For teams with more operational complexity, BigCommerce and NetSuite can be a strong fit. Resolve Pay helps connect the buyer experience on the commerce side with deeper accounting and reconciliation needs on the ERP side.
For smaller or more flexible B2B ecommerce teams, WooCommerce plus Xero can create a lighter stack. Resolve Pay adds more structure around buyer credit, payments, and AR without forcing a completely new system architecture.
Custom order environments often need API flexibility. Resolve Pay supports that through its integrations model, making it possible to connect nonstandard sales workflows back into a system like Sage Intacct while keeping receivables operations more centralized.
Resolve Pay works best when buyer eligibility, invoice handling, and accounting mappings are planned together. If ecommerce and finance configure their sides independently, cleanup work tends to show up later.

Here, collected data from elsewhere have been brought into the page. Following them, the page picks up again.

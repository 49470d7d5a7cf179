use axum::{
    http::StatusCode,
    response::{IntoResponse, Response},
    Json,
};
use serde_json::json;
use thiserror::Error;

/// Application error types
#[derive(Error, Debug)]
pub enum AppError {
    /// Relational database errors
    #[error("Database error: {0}")]
    Database(String),

    /// Model store errors
    #[error("Storage error: {0}")]
    Storage(String),

    /// Not found errors
    #[error("Not found: {0}")]
    NotFound(String),

    /// Validation errors
    #[error("Validation error: {0}")]
    Validation(String),

    /// Classifier training or inference errors
    #[error("Model error: {0}")]
    Model(String),

    /// Configuration errors
    #[error("Configuration error: {0}")]
    Configuration(String),

    /// IO errors
    #[error("IO error: {0}")]
    Io(#[from] std::io::Error),

    /// Serialization errors
    #[error("Serialization error: {0}")]
    Serialization(String),

    /// Internal server errors
    #[error("Internal error: {0}")]
    Internal(String),
}

impl AppError {
    /// Get HTTP status code for this error
    pub fn status_code(&self) -> StatusCode {
        match self {
            AppError::NotFound(_) => StatusCode::NOT_FOUND,
            AppError::Validation(_) => StatusCode::BAD_REQUEST,
            AppError::Database(_) => StatusCode::INTERNAL_SERVER_ERROR,
            AppError::Storage(_) => StatusCode::INTERNAL_SERVER_ERROR,
            AppError::Model(_) => StatusCode::INTERNAL_SERVER_ERROR,
            AppError::Configuration(_) => StatusCode::INTERNAL_SERVER_ERROR,
            AppError::Io(_) => StatusCode::INTERNAL_SERVER_ERROR,
            AppError::Serialization(_) => StatusCode::INTERNAL_SERVER_ERROR,
            AppError::Internal(_) => StatusCode::INTERNAL_SERVER_ERROR,
        }
    }

    /// Get error code string
    pub fn error_code(&self) -> &str {
        match self {
            AppError::NotFound(_) => "NOT_FOUND",
            AppError::Validation(_) => "VALIDATION_ERROR",
            AppError::Database(_) => "DATABASE_ERROR",
            AppError::Storage(_) => "STORAGE_ERROR",
            AppError::Model(_) => "MODEL_ERROR",
            AppError::Configuration(_) => "CONFIGURATION_ERROR",
            AppError::Io(_) => "IO_ERROR",
            AppError::Serialization(_) => "SERIALIZATION_ERROR",
            AppError::Internal(_) => "INTERNAL_ERROR",
        }
    }
}

/// Convert AppError to HTTP response
impl IntoResponse for AppError {
    fn into_response(self) -> Response {
        let status = self.status_code();
        let error_code = self.error_code();
        let message = self.to_string();

        if status.is_server_error() {
            tracing::error!(
                error_code = error_code,
                status_code = status.as_u16(),
                message = %message,
                "Request error"
            );
        } else {
            tracing::warn!(
                error_code = error_code,
                status_code = status.as_u16(),
                message = %message,
                "Request rejected"
            );
        }

        let body = Json(json!({
            "error": {
                "code": error_code,
                "message": message,
                "status": status.as_u16(),
            }
        }));

        (status, body).into_response()
    }
}

impl From<sqlx::Error> for AppError {
    fn from(err: sqlx::Error) -> Self {
        match err {
            sqlx::Error::RowNotFound => AppError::NotFound("Row not found".to_string()),
            other => AppError::Database(other.to_string()),
        }
    }
}

impl From<sled::Error> for AppError {
    fn from(err: sled::Error) -> Self {
        AppError::Storage(err.to_string())
    }
}

impl From<bincode::Error> for AppError {
    fn from(err: bincode::Error) -> Self {
        AppError::Serialization(err.to_string())
    }
}

/// Conversion from serde_json::Error
impl From<serde_json::Error> for AppError {
    fn from(err: serde_json::Error) -> Self {
        AppError::Serialization(err.to_string())
    }
}

/// Conversion from validator::ValidationErrors
impl From<validator::ValidationErrors> for AppError {
    fn from(err: validator::ValidationErrors) -> Self {
        AppError::Validation(err.to_string())
    }
}

/// Conversion from config::ConfigError
impl From<config::ConfigError> for AppError {
    fn from(err: config::ConfigError) -> Self {
        AppError::Configuration(err.to_string())
    }
}

/// Result type alias
pub type Result<T> = std::result::Result<T, AppError>;
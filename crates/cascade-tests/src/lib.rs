//! Integration test suite for Cascade.
//!
//! Exercises the graph, decay, and engine crates together: exact-sum and
//! cap properties over random referral forests, traversal safety on
//! corrupted graphs, and full scripted runs.

pub mod helpers;
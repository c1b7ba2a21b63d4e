//! Growth driver interface.
//!
//! The population process (stochastic referral, churn, purchase sampling)
//! lives outside the engine. It talks to the engine through an ordered
//! stream of [`GrowthEvent`]s per simulation tick. [`ScriptedDriver`]
//! replays a fixed script and is what tests and replays use.

use std::collections::BTreeMap;

use serde::{Deserialize, Serialize};

use crate::types::{Category, UserId};

/// A purchase-like event that asks the engine to split a reward.
#[derive(Serialize, Deserialize, Clone, Debug, PartialEq, Eq)]
pub struct RewardTrigger {
    pub user_id: UserId,
    /// Gross reward in base units. Signed so that a malformed negative
    /// request can be represented and rejected.
    pub gross_amount: i64,
    pub category: Category,
    pub timestamp: u64,
}

impl RewardTrigger {
    pub fn new(user_id: UserId, gross_amount: i64, category: impl Into<String>, timestamp: u64) -> Self {
        Self {
            user_id,
            gross_amount,
            category: Category::new(category),
            timestamp,
        }
    }
}

/// One mutation or trigger emitted by a growth driver.
#[derive(Serialize, Deserialize, Clone, Debug, PartialEq, Eq)]
#[serde(tag = "kind", rename_all = "snake_case")]
pub enum GrowthEvent {
    /// Create a user. Ids are assigned sequentially by the graph, so a
    /// driver can predict the id of the n-th created user.
    CreateUser { referrer: Option<UserId> },
    /// Mark a user churned.
    Deactivate { user_id: UserId },
    /// Request a reward distribution.
    Trigger(RewardTrigger),
}

/// Source of graph mutations and reward triggers, polled once per tick.
///
/// Events within a tick are applied in the returned order.
pub trait GrowthDriver {
    /// Events for simulation step `tick`. An empty vec means a quiet tick.
    fn poll(&mut self, tick: u64) -> Vec<GrowthEvent>;

    /// Whether the driver has nothing left to emit at or after `tick`.
    ///
    /// Default implementation: never exhausted.
    fn is_exhausted(&self, _tick: u64) -> bool {
        false
    }
}

/// Replays a fixed per-tick event script.
#[derive(Debug, Clone, Default)]
pub struct ScriptedDriver {
    script: BTreeMap<u64, Vec<GrowthEvent>>,
}

impl ScriptedDriver {
    pub fn new() -> Self {
        Self::default()
    }

    /// Append `event` to the script for `tick`.
    pub fn push(&mut self, tick: u64, event: GrowthEvent) -> &mut Self {
        self.script.entry(tick).or_default().push(event);
        self
    }

    pub fn create_user(&mut self, tick: u64, referrer: Option<UserId>) -> &mut Self {
        self.push(tick, GrowthEvent::CreateUser { referrer })
    }

    pub fn deactivate(&mut self, tick: u64, user_id: UserId) -> &mut Self {
        self.push(tick, GrowthEvent::Deactivate { user_id })
    }

    pub fn trigger(&mut self, tick: u64, user_id: UserId, gross_amount: i64, category: &str) -> &mut Self {
        self.push(
            tick,
            GrowthEvent::Trigger(RewardTrigger::new(user_id, gross_amount, category, tick)),
        )
    }

    /// Last tick with scripted events, if any.
    pub fn last_tick(&self) -> Option<u64> {
        self.script.keys().next_back().copied()
    }

    /// Number of events not yet polled.
    pub fn pending(&self) -> usize {
        self.script.values().map(Vec::len).sum()
    }
}

impl GrowthDriver for ScriptedDriver {
    fn poll(&mut self, tick: u64) -> Vec<GrowthEvent> {
        self.script.remove(&tick).unwrap_or_default()
    }

    fn is_exhausted(&self, tick: u64) -> bool {
        self.script.range(tick..).next().is_none()
    }
}
//! # cascade-core
//! Foundation types for the Cascade referral reward engine: identifiers,
//! amounts, the referral graph, the reward event ledger, and the growth
//! driver interface that feeds them.

pub mod amount;
pub mod constants;
pub mod error;
pub mod graph;
pub mod growth;
pub mod ledger;
pub mod types;

pub use graph::{ReferralChain, ReferralGraph, User};
pub use growth::{GrowthDriver, GrowthEvent, RewardTrigger, ScriptedDriver};
pub use ledger::{EventLedger, RewardEvent};
pub use types::{Category, ChainEnd, EventId, UserId};
//! Engine constants. All monetary values in base units (1 credit = 10^8 units).

/// Base units per whole credit.
pub const UNIT: u64 = 100_000_000;

/// Basis-point denominator (10,000 bps = 100%).
pub const BPS_PRECISION: u64 = 10_000;

/// Default hard cap on referral chain length, counting the triggering user.
pub const DEFAULT_MAX_CHAIN_DEPTH: usize = 50;

/// Default cap on credited ancestors per reward event.
pub const DEFAULT_MAX_RECIPIENTS: usize = 10;

/// Number of levels covered by the fixed geometric weight table.
pub const GEOMETRIC_LEVELS: usize = 10;

/// Per-level weights for the contract's 0.6-ratio geometric split, in bps.
///
/// `GEOMETRIC_WEIGHTS[k] = floor(10_000 * 0.6^k)`.
pub const GEOMETRIC_WEIGHTS: [u64; GEOMETRIC_LEVELS] = [
    10_000, // 0.6^0
    6_000,  // 0.6^1
    3_600,  // 0.6^2
    2_160,  // 0.6^3
    1_296,  // 0.6^4
    777,    // 0.6^5 = 0.07776
    466,    // 0.6^6 = 0.046656
    279,    // 0.6^7 = 0.0279936
    167,    // 0.6^8 = 0.01679616
    100,    // 0.6^9 = 0.010077696
];

/// Prefix sums of [`GEOMETRIC_WEIGHTS`]: `GEOMETRIC_CUMULATIVE[n]` is the
/// total weight shared by `n` recipients.
pub const GEOMETRIC_CUMULATIVE: [u64; GEOMETRIC_LEVELS + 1] = [
    0, 10_000, 16_000, 19_600, 21_760, 23_056, 23_833, 24_299, 24_578, 24_745, 24_845,
];

/// Default share of the gross amount kept by the triggering user (80%).
pub const DEFAULT_ORIGINAL_USER_SHARE_BPS: u64 = 8_000;
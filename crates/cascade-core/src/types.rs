//! Identifiers and small value types shared across the engine.

use serde::{Deserialize, Serialize};
use std::fmt;

/// Unique user identifier.
///
/// Ids are assigned sequentially from 1 by the referral graph.
/// [`UserId::ROOT`] is reserved and marks "no referrer".
#[derive(Serialize, Deserialize, Clone, Copy, Debug, PartialEq, Eq, Hash, PartialOrd, Ord, Default)]
pub struct UserId(pub u64);

impl UserId {
    /// The ROOT sentinel: top of every referral tree, never a real user.
    pub const ROOT: Self = Self(0);

    /// Check if this is the ROOT sentinel.
    pub fn is_root(&self) -> bool {
        self.0 == 0
    }
}

impl fmt::Display for UserId {
    fn fmt(&self, f: &mut fmt::Formatter<'_>) -> fmt::Result {
        if self.is_root() {
            write!(f, "ROOT")
        } else {
            write!(f, "{}", self.0)
        }
    }
}

impl From<u64> for UserId {
    fn from(id: u64) -> Self {
        Self(id)
    }
}

/// Deterministic 32-byte reward event identifier (BLAKE3).
#[derive(Serialize, Deserialize, Clone, Copy, Debug, PartialEq, Eq, Hash, PartialOrd, Ord, Default)]
pub struct EventId(pub [u8; 32]);

impl EventId {
    /// Return the underlying bytes.
    pub fn as_bytes(&self) -> &[u8; 32] {
        &self.0
    }
}

impl fmt::Display for EventId {
    fn fmt(&self, f: &mut fmt::Formatter<'_>) -> fmt::Result {
        f.write_str(&hex::encode(self.0))
    }
}

/// Free-form category tag attached to a reward trigger (e.g. "purchase").
#[derive(Serialize, Deserialize, Clone, Debug, PartialEq, Eq, Hash, Default)]
pub struct Category(pub String);

impl Category {
    pub fn new(tag: impl Into<String>) -> Self {
        Self(tag.into())
    }

    pub fn as_str(&self) -> &str {
        &self.0
    }
}

impl fmt::Display for Category {
    fn fmt(&self, f: &mut fmt::Formatter<'_>) -> fmt::Result {
        f.write_str(&self.0)
    }
}

/// How an ancestor traversal ended.
#[derive(Serialize, Deserialize, Clone, Copy, Debug, PartialEq, Eq, Hash)]
#[serde(rename_all = "snake_case")]
pub enum ChainEnd {
    /// Reached a user with no referrer.
    Root,
    /// Stopped at the configured depth cap (ChainDepthExceeded, tolerated).
    DepthLimit,
    /// Next referrer was already visited; the graph contains a cycle.
    Cycle,
    /// Next referrer does not exist in the graph.
    Dangling,
}

impl ChainEnd {
    /// Whether the traversal stopped before reaching ROOT.
    pub fn is_truncated(&self) -> bool {
        !matches!(self, Self::Root)
    }
}
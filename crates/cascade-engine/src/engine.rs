//! Simulation context: graph, balances, and ledger behind one owner.
//!
//! [`RewardEngine`] applies growth events in order. A reward trigger is
//! fully processed (traversal, split, crediting, ledger append) before the
//! next event is looked at, and crediting is all-or-nothing: new balances
//! are staged with overflow checks and only written once every one of them
//! is known to fit.

use std::collections::HashMap;
use std::ops::AddAssign;

use cascade_core::error::{CascadeError, ConfigError, GraphError, RewardError};
use cascade_core::graph::ReferralGraph;
use cascade_core::growth::{GrowthDriver, GrowthEvent, RewardTrigger};
use cascade_core::ledger::EventLedger;
use cascade_core::types::UserId;
use serde::{Deserialize, Serialize};
use tracing::{debug, info, warn};

use crate::calculator::{ChainRewardCalculator, Distribution};
use crate::config::EngineConfig;

/// What happened during one tick.
#[derive(Serialize, Deserialize, Clone, Debug, Default, PartialEq, Eq)]
pub struct TickReport {
    pub tick: u64,
    pub users_created: usize,
    pub users_deactivated: usize,
    pub events_processed: usize,
    /// Events (of any kind) that failed and were skipped.
    pub events_rejected: usize,
    pub distributed: u128,
}

/// Totals across a multi-tick run.
#[derive(Serialize, Deserialize, Clone, Debug, Default, PartialEq, Eq)]
pub struct RunReport {
    pub ticks: u64,
    pub users_created: usize,
    pub users_deactivated: usize,
    pub events_processed: usize,
    pub events_rejected: usize,
    pub distributed: u128,
}

impl AddAssign<&TickReport> for RunReport {
    fn add_assign(&mut self, tick: &TickReport) {
        self.ticks += 1;
        self.users_created += tick.users_created;
        self.users_deactivated += tick.users_deactivated;
        self.events_processed += tick.events_processed;
        self.events_rejected += tick.events_rejected;
        self.distributed += tick.distributed;
    }
}

/// Outcome of applying a single growth event.
#[derive(Clone, Debug, PartialEq, Eq)]
pub enum Applied {
    UserCreated(UserId),
    UserDeactivated(UserId),
    Rewarded(Distribution),
}

/// Owner of all mutable simulation state.
#[derive(Debug, Clone)]
pub struct RewardEngine {
    graph: ReferralGraph,
    ledger: EventLedger,
    rewards: HashMap<UserId, u64>,
    calculator: ChainRewardCalculator,
    tick: u64,
}

impl RewardEngine {
    /// Create an engine with an empty graph at tick 0.
    pub fn new(config: EngineConfig) -> Result<Self, ConfigError> {
        Self::with_graph(config, ReferralGraph::new())
    }

    /// Create an engine over an existing graph.
    pub fn with_graph(config: EngineConfig, graph: ReferralGraph) -> Result<Self, ConfigError> {
        Ok(Self {
            graph,
            ledger: EventLedger::new(),
            rewards: HashMap::new(),
            calculator: ChainRewardCalculator::new(config)?,
            tick: 0,
        })
    }

    pub fn config(&self) -> &EngineConfig {
        self.calculator.config()
    }

    pub fn graph(&self) -> &ReferralGraph {
        &self.graph
    }

    /// Mutable graph access for callers that mutate structure directly.
    pub fn graph_mut(&mut self) -> &mut ReferralGraph {
        &mut self.graph
    }

    pub fn ledger(&self) -> &EventLedger {
        &self.ledger
    }

    pub fn current_tick(&self) -> u64 {
        self.tick
    }

    /// Cumulative reward credited to `user_id` (0 if never credited).
    pub fn reward_of(&self, user_id: UserId) -> u64 {
        self.rewards.get(&user_id).copied().unwrap_or(0)
    }

    /// Per-user cumulative rewards. Users never credited are absent.
    pub fn rewards(&self) -> &HashMap<UserId, u64> {
        &self.rewards
    }

    pub fn total_distributed(&self) -> u128 {
        self.ledger.total_distributed()
    }

    /// Create a user joining at the current tick.
    pub fn create_user(&mut self, referrer: Option<UserId>) -> Result<UserId, GraphError> {
        self.graph.add_user(referrer, self.tick)
    }

    pub fn deactivate(&mut self, user_id: UserId) -> Result<(), GraphError> {
        self.graph.deactivate(user_id)
    }

    /// Compute, credit, and record one reward trigger.
    ///
    /// On error nothing is credited and nothing is recorded.
    pub fn process_trigger(&mut self, trigger: &RewardTrigger) -> Result<Distribution, RewardError> {
        let dist = self
            .calculator
            .compute(&self.graph, trigger.user_id, trigger.gross_amount)?;

        let mut staged = Vec::with_capacity(dist.recipients.len());
        for (&user, &amount) in dist.recipients.iter().zip(&dist.amounts) {
            let balance = self
                .reward_of(user)
                .checked_add(amount)
                .ok_or(RewardError::ArithmeticOverflow)?;
            staged.push((user, balance));
        }
        for (user, balance) in staged {
            self.rewards.insert(user, balance);
        }

        let distributed = dist.total();
        let event = self.ledger.record(
            trigger.user_id,
            dist.gross_amount,
            distributed,
            trigger.category.clone(),
            trigger.timestamp,
            dist.chain_end,
        );

        if dist.chain_end.is_truncated() {
            warn!(
                user = %trigger.user_id,
                chain_len = dist.chain_len,
                end = ?dist.chain_end,
                "reward: chain truncated before ROOT"
            );
        }
        debug!(
            event = %event.id,
            user = %trigger.user_id,
            gross = dist.gross_amount,
            distributed,
            dust = dist.remaining,
            recipients = dist.recipients.len(),
            "reward: distributed"
        );

        Ok(dist)
    }

    /// Apply a single growth event at the current tick.
    pub fn apply(&mut self, event: &GrowthEvent) -> Result<Applied, CascadeError> {
        match event {
            GrowthEvent::CreateUser { referrer } => {
                Ok(Applied::UserCreated(self.create_user(*referrer)?))
            }
            GrowthEvent::Deactivate { user_id } => {
                self.deactivate(*user_id)?;
                Ok(Applied::UserDeactivated(*user_id))
            }
            GrowthEvent::Trigger(trigger) => Ok(Applied::Rewarded(self.process_trigger(trigger)?)),
        }
    }

    /// Poll `driver` for the current tick, apply its events in order, and
    /// advance the clock. Failed events are logged and skipped.
    pub fn run_tick<D: GrowthDriver + ?Sized>(&mut self, driver: &mut D) -> TickReport {
        let mut report = TickReport {
            tick: self.tick,
            ..TickReport::default()
        };

        for event in driver.poll(self.tick) {
            match self.apply(&event) {
                Ok(Applied::UserCreated(_)) => report.users_created += 1,
                Ok(Applied::UserDeactivated(_)) => report.users_deactivated += 1,
                Ok(Applied::Rewarded(dist)) => {
                    report.events_processed += 1;
                    report.distributed += dist.total() as u128;
                }
                Err(err) => {
                    report.events_rejected += 1;
                    warn!(tick = self.tick, error = %err, ?event, "engine: event rejected");
                }
            }
        }

        info!(
            tick = report.tick,
            created = report.users_created,
            deactivated = report.users_deactivated,
            processed = report.events_processed,
            rejected = report.events_rejected,
            users = self.graph.len(),
            active = self.graph.active_count(),
            "engine: tick complete"
        );

        self.tick += 1;
        report
    }

    /// Run exactly `ticks` ticks against `driver`.
    pub fn run<D: GrowthDriver + ?Sized>(&mut self, driver: &mut D, ticks: u64) -> RunReport {
        let mut total = RunReport::default();
        for _ in 0..ticks {
            let report = self.run_tick(driver);
            total += &report;
        }
        total
    }

    /// Run until `driver` reports it is exhausted, bounded by `max_ticks`.
    pub fn run_to_completion<D: GrowthDriver + ?Sized>(&mut self, driver: &mut D, max_ticks: u64) -> RunReport {
        let mut total = RunReport::default();
        while total.ticks < max_ticks && !driver.is_exhausted(self.tick) {
            let report = self.run_tick(driver);
            total += &report;
        }
        total
    }
}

The right first goal is a clean and reliable workflow. Teams usually get the best results by starting with core invoice, payment, and buyer processes, then expanding once the initial motion is stable.
Resolve Pay’s credit decisions are dynamic and subject to review. Buyer credit lines and terms should be treated as controlled outcomes, not fixed rules applied universally.
A finance workflow can still fail if the buyer experience is confusing. Resolve Pay’s buy er-facing experience and seller workflow are important because the platform is meant to support both sides of the transaction.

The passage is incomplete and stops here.